Des livres aux machines

Isabelle Bastian-Dupleix

Le livre à l’heure du numérique devient-il une machine ? Quels impacts ont les dispositifs numériques sur la lecture et sur notre relation à la culture ?

Ces questions furent au cœur du débat  1 organisé par la Bibliothèque publique d’information le 13 février 2012 au Centre Pompidou, qui réunissait Étienne Mineur, designer et directeur de création des éditions Volumiques, Frédéric Kaplan, ingénieur, roboticien et directeur exécutif de Bookapp.com  2, et Alain Giffard, directeur du groupement d’intérêt scientifique « Culture & médias numériques » et spécialiste de la lecture assistée par ordinateur  3. Le débat était animé par Hubert Guillaud, rédacteur en chef d’InternetActu.

Métamorphoses du livre à l’heure du numérique

Pour Étienne Mineur, le livre imprimé ne s’oppose pas au livre numérique, il s’enrichit à son contact. Son idée d’éditeur était de transposer, sur l’imprimé, le mécanisme propre aux jeux vidéo, en recourant à différents types d’accessoires techniques (accéléromètres, résistances, etc.) activés par smartphones ou tablettes. Quelques prototypes et réalisations ont été montrés durant le débat, dont un atlas imprimé enrichi grâce à une application pour smartphone, récemment paru aux éditions Milan-Jeunesse, ou encore Balloon paper App : première publication des éditions Volumiques commercialisée en France, ce jeu vidéo « papier » est composé d’un livre, d’une montgolfière en papier et d’une application iPad. L’utilisateur est invité à diriger, avec son doigt, la représentation du ballon, pour un voyage mouvementé.

La filiation de l’imprimé au numérique est appréhendée par Frédéric Kaplan à travers l’exemple particulier, et significatif, de la carte routière : imprimée, elle est un outil ; numérique, elle devient machine. Dans l’usage des cartes imprimées, une part du savoir-faire relève de l’utilisateur. Avec les cartes-machine – une seule et même grande carte –, l’utilisateur bénéficie certes de nouvelles possibilités (mises à jour permanentes, zoom, etc.) mais il utilise exclusivement des fonctionnalités déjà spécifiées par un programme. Kaplan note aussi que si on trouvait légitime d’acheter une carte imprimée, on utilise aujourd’hui les cartes gratuites en ligne, en acceptant une forme de « pacte » dont on connaît mal la nature. Il nous invite à nous demander si tous les livres – réunis en une grande bibliothèque – pourraient devenir eux aussi des machines dont les usages seraient spécifiés et dont la seule valeur viendrait non plus des contenus eux-mêmes mais de la lecture dont ils pourraient faire l’objet.

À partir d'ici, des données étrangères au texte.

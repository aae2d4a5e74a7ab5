//! Stock-out-aware demand correction.
//!
//! Observed sales understate demand whenever the product was unavailable for
//! part of a period. Periods with partial availability are inflated
//! proportionally; fully stocked-out periods are imputed from comparable
//! periods because their true demand is unobservable.

use crate::core::PeriodObservation;
use crate::stats;
use chrono::{Datelike, NaiveDate};

/// Availability ratio a period needs before it can donate its demand
/// estimate to an imputation.
const RELIABLE_AVAILABILITY_MIN: f64 = 0.5;

/// How many recent well-stocked periods the moving-average imputation uses.
const RECENT_DONOR_COUNT: usize = 3;

/// Imputation preference for fully stocked-out periods.
#[derive(Debug, Clone, Copy, PartialEq, Eq, Default)]
pub enum ImputationMode {
    /// Impute from the most recent well-stocked periods, falling back to the
    /// overall well-stocked mean.
    #[default]
    MovingAverage,
    /// Prefer the same calendar month across history before the
    /// moving-average chain.
    SeasonalAverage,
}

/// One period of the corrected series.
#[derive(Debug, Clone, PartialEq)]
pub struct CorrectedPeriod {
    /// Period start date.
    pub period: NaiveDate,
    /// Sales as observed.
    pub original_quantity: f64,
    /// Estimated demand absent stock-outs. Never below the original.
    pub corrected_quantity: f64,
    /// Fraction of the period with stock, in [0, 1].
    pub availability_ratio: f64,
}

/// Ordered sequence of corrected periods.
#[derive(Debug, Clone, Default, PartialEq)]
pub struct CorrectedSeries {
    periods: Vec<CorrectedPeriod>,
}

impl CorrectedSeries {
    /// The corrected periods in input order.
    pub fn periods(&self) -> &[CorrectedPeriod] {
        &self.periods
    }

    /// The corrected quantities as a plain series for classification and
    /// forecasting.
    pub fn values(&self) -> Vec<f64> {
        self.periods.iter().map(|p| p.corrected_quantity).collect()
    }

    pub fn len(&self) -> usize {
        self.periods.len()
    }

    pub fn is_empty(&self) -> bool {
        self.periods.is_empty()
    }
}

/// Corrects a sales history for stock-outs.
///
/// Where the availability ratio is positive the observed quantity is divided
/// by it. Where it is zero the demand is imputed: `MovingAverage` mode tries
/// the mean of up to three most recent well-stocked prior periods, then the
/// overall well-stocked mean, then zero; `SeasonalAverage` mode first tries
/// the mean of other well-stocked periods in the same calendar month.
/// Imputed values are floored at the observed quantity. An empty input
/// yields an empty series.
pub fn correct_stockouts(
    observations: &[PeriodObservation],
    mode: ImputationMode,
) -> CorrectedSeries {
    let periods = observations
        .iter()
        .enumerate()
        .map(|(idx, obs)| {
            let ratio = obs.availability_ratio();
            let corrected = if ratio > 0.0 {
                obs.quantity_sold / ratio
            } else {
                impute(observations, idx, mode).max(obs.quantity_sold)
            };
            CorrectedPeriod {
                period: obs.period,
                original_quantity: obs.quantity_sold,
                corrected_quantity: corrected,
                availability_ratio: ratio,
            }
        })
        .collect();
    CorrectedSeries { periods }
}

/// Demand estimate of a well-stocked donor period.
fn donor_estimate(obs: &PeriodObservation) -> f64 {
    obs.quantity_sold / obs.availability_ratio()
}

fn impute(observations: &[PeriodObservation], idx: usize, mode: ImputationMode) -> f64 {
    let chain = match mode {
        ImputationMode::MovingAverage => recent_mean(observations, idx)
            .or_else(|| reliable_mean(observations)),
        ImputationMode::SeasonalAverage => same_month_mean(observations, idx)
            .or_else(|| recent_mean(observations, idx))
            .or_else(|| reliable_mean(observations)),
    };
    chain.unwrap_or(0.0)
}

/// Mean demand of up to three most recent well-stocked periods strictly
/// before `idx`.
fn recent_mean(observations: &[PeriodObservation], idx: usize) -> Option<f64> {
    let donors: Vec<f64> = observations[..idx]
        .iter()
        .rev()
        .filter(|o| o.availability_ratio() > RELIABLE_AVAILABILITY_MIN)
        .take(RECENT_DONOR_COUNT)
        .map(donor_estimate)
        .collect();
    if donors.is_empty() {
        None
    } else {
        Some(stats::mean(&donors))
    }
}

/// Mean demand of well-stocked periods sharing the calendar month of `idx`.
fn same_month_mean(observations: &[PeriodObservation], idx: usize) -> Option<f64> {
    let month = observations[idx].period.month();
    let donors: Vec<f64> = observations
        .iter()
        .enumerate()
        .filter(|(i, o)| {
            *i != idx
                && o.period.month() == month
                && o.availability_ratio() > RELIABLE_AVAILABILITY_MIN
        })
        .map(|(_, o)| donor_estimate(o))
        .collect();
    if donors.is_empty() {
        None
    } else {
        Some(stats::mean(&donors))
    }
}

/// Mean demand of every well-stocked period in the history.
fn reliable_mean(observations: &[PeriodObservation]) -> Option<f64> {
    let donors: Vec<f64> = observations
        .iter()
        .filter(|o| o.availability_ratio() > RELIABLE_AVAILABILITY_MIN)
        .map(donor_estimate)
        .collect();
    if donors.is_empty() {
        None
    } else {
        Some(stats::mean(&donors))
    }
}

Ce point, qui sera approfondi par Alain Giffard, montre que la forme la plus aboutie sur le web est finalement la forme encyclopédique : entrées multiples, chantier permanent, croissance infinie, autant d’éléments considérés comme un progrès mais tous opposés aux caractéristiques du livre – discours d’un auteur, situé dans l’espace et le temps, clos.

Lire oui, mais comment ?

Le point d’entrée d’Alain Giffard dans le numérique est la lecture, considérée dans le cadre de l’économie de l’attention  4. Ce qui caractérise l’information, c’est que, pour atteindre son destinataire, elle doit consommer une ressource rare qui est l’attention. Avec la lecture industrielle, en réponse à une requête, un opérateur tel que Google propose de l’information et, dans le même temps, il vend à un opérateur (annonceurs) ce qu’il sait de l’attention du lecteur. Cette situation crée une surcharge cognitive d’où résulte une profonde difficulté à associer lecture et réflexion. Or, cette association n’est pas naturelle, elle s’est construite depuis le XIIe siècle et transmise par l’école : cette construction pourrait-elle se défaire ? Le texte numérique ne serait-il plus qu’un produit d’appel très éloigné de la meditatio ?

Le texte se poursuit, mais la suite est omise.